I dream most vividly when my sons are away. I can sleep deeply because I do not have a constant vigil to keep. What, you ask, would I do in the case that some oogety boogety (thanks Helena Bonham Carter's husband for that) man came to my door to snatch my children from me? I have a plan or two up my sleeve, but I'm not foolish enough to let you (and possibly the boogie man) in on that one. On Wednesdays I sleep the sleep of a woman who hasn't had a good night's sleep in ages, and doesn't have the weight of the world on her conscience. And I dream . Once in a very rare while I dream.
Last night I dreamed of my mother. I dreamed of her in vivid technicolor. I dreamed of her in a way that she has not been remembered since her death in my own dreamscape. I saw her face, and I heard her voice. I saw her gray brown hair (not because it had grayed but because it was so far on the ash side of the color spectrum) coifed just the way she liked it in its barely medium bob cut. I saw her somewhat rimless pink toned glasses. I heard her inimitable voice. She was arrayed in her olive and khaki shades with pleats in her pants and breasts in her shirt that I am to this day jealous I didn't inherit. Her voice rumbled out at me in a way that though my recollection of the specific discussion topic is much more dim, the sound and the quality of her voice is oh so clear in my memory of that dream.

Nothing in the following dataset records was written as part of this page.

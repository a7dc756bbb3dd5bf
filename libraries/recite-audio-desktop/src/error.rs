/// Desktop audio errors
use thiserror::Error;

/// Result type for desktop audio operations
pub type Result<T> = std::result::Result<T, AudioError>;

/// Desktop audio errors
#[derive(Debug, Error)]
pub enum AudioError {
    /// No output device available
    #[error("Audio device not found")]
    DeviceNotFound,

    /// Device error
    #[error("Device error: {0}")]
    DeviceError(String),

    /// Failed to build output stream
    #[error("Failed to build output stream: {0}")]
    StreamBuildError(String),

    /// Failed to play stream
    #[error("Failed to play stream: {0}")]
    PlayError(String),

    /// Request failed before a response arrived
    #[error("Network error: {0}")]
    Network(String),

    /// Server answered with a non-success status
    #[error("HTTP error: {0}")]
    HttpStatus(u16),

    /// Clip could not be decoded
    #[error("Decode error: {0}")]
    DecodeError(String),

    /// Sample rate conversion error
    #[error("Sample rate conversion error: {0}")]
    ResampleError(String),

    /// Invalid volume level
    #[error("Invalid volume: {0}. Must be between 0.0 and 1.0")]
    InvalidVolume(f32),

    /// Worker thread could not be spawned
    #[error("Failed to spawn playback thread: {0}")]
    Thread(String),
}

impl From<cpal::BuildStreamError> for AudioError {
    fn from(err: cpal::BuildStreamError) -> Self {
        AudioError::StreamBuildError(err.to_string())
    }
}

impl From<cpal::PlayStreamError> for AudioError {
    fn from(err: cpal::PlayStreamError) -> Self {
        AudioError::PlayError(err.to_string())
    }
}

impl From<cpal::DefaultStreamConfigError> for AudioError {
    fn from(err: cpal::DefaultStreamConfigError) -> Self {
        AudioError::DeviceError(err.to_string())
    }
}

impl From<reqwest::Error> for AudioError {
    fn from(err: reqwest::Error) -> Self {
        match err.status() {
            Some(status) => AudioError::HttpStatus(status.as_u16()),
            None => AudioError::Network(err.to_string()),
        }
    }
}

impl From<symphonia::core::errors::Error> for AudioError {
    fn from(err: symphonia::core::errors::Error) -> Self {
        AudioError::DecodeError(err.to_string())
    }
}

impl From<AudioError> for recite_playback::PlaybackError {
    fn from(err: AudioError) -> Self {
        recite_playback::PlaybackError::backend(err.to_string())
    }
}
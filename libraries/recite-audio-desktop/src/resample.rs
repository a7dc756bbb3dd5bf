//! Sample rate conversion to the output device rate

use rubato::{
    Resampler, SincFixedIn, SincInterpolationParameters, SincInterpolationType, WindowFunction,
};

use crate::error::{AudioError, Result};

/// Resample an interleaved buffer from `source_rate` to `target_rate`
///
/// Returns the input unchanged when the rates already match.
///
/// # Errors
/// Returns an error if the resampler rejects the rates or the buffer.
pub fn resample_interleaved(
    samples: &[f32],
    channels: usize,
    source_rate: u32,
    target_rate: u32,
) -> Result<Vec<f32>> {
    if source_rate == target_rate || samples.is_empty() || channels == 0 {
        return Ok(samples.to_vec());
    }

    let frames = samples.len() / channels;

    // Speech clips: cubic sinc is plenty
    let params = SincInterpolationParameters {
        sinc_len: 128,
        f_cutoff: 0.95,
        interpolation: SincInterpolationType::Cubic,
        oversampling_factor: 128,
        window: WindowFunction::BlackmanHarris2,
    };

    let mut resampler = SincFixedIn::<f32>::new(
        f64::from(target_rate) / f64::from(source_rate),
        2.0,
        params,
        frames,
        channels,
    )
    .map_err(|e| AudioError::ResampleError(e.to_string()))?;

    let mut deinterleaved = vec![Vec::with_capacity(frames); channels];
    for frame in samples.chunks_exact(channels) {
        for (channel, &sample) in deinterleaved.iter_mut().zip(frame) {
            channel.push(sample);
        }
    }

    let resampled = resampler
        .process(&deinterleaved, None)
        .map_err(|e| AudioError::ResampleError(e.to_string()))?;

    let output_frames = resampled[0].len();
    let mut interleaved = Vec::with_capacity(output_frames * channels);
    for frame_idx in 0..output_frames {
        for channel in &resampled {
            interleaved.push(channel[frame_idx]);
        }
    }

    Ok(interleaved)
}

"Last night I dreamt I went to Manderley again. It seemed to me I stood beside the iron gate a while, and I could not enter, for the way was barred to me."
I stood there listening to her, imparting wisdom into my own life's situation, and I could not enter in with her. I asked her to interact with me, but she couldn't because she was no longer of this world even in the dream space we temporarily shared together. I waited for her to solve the problem I was having, to reach the person I could not reach, and together we watched the third walk away. Forever. The profundity of the loss of the other person as they walked away could have been lost on me if not for the unexpected and admittedly unrealistic presence of my quite real and alive mother in the reve scenario.
I woke up and began my day in the usual way, except for the clawing of my mother's image in my brain. Her overstated, nearly anachronistic, fur coat draped over her shoulder because it has just been THAT cold this week. Her steel grey blue eyes barely squinting out over her slits for eyelids through her rose tinted glasses. Her under made up face that had maintained a complexion and a suppleness any woman her age would have envied. She slowed me, and called me and looked me straight in the eye and told me exactly what I needed to hear. She had returned to my life with me and left an imagined dream comfort behind. Hours later the face of her and the sound of her had completely faded, leaving me feeling the way I usually do about her fourteen years post death. But while it lasted it was a good dream.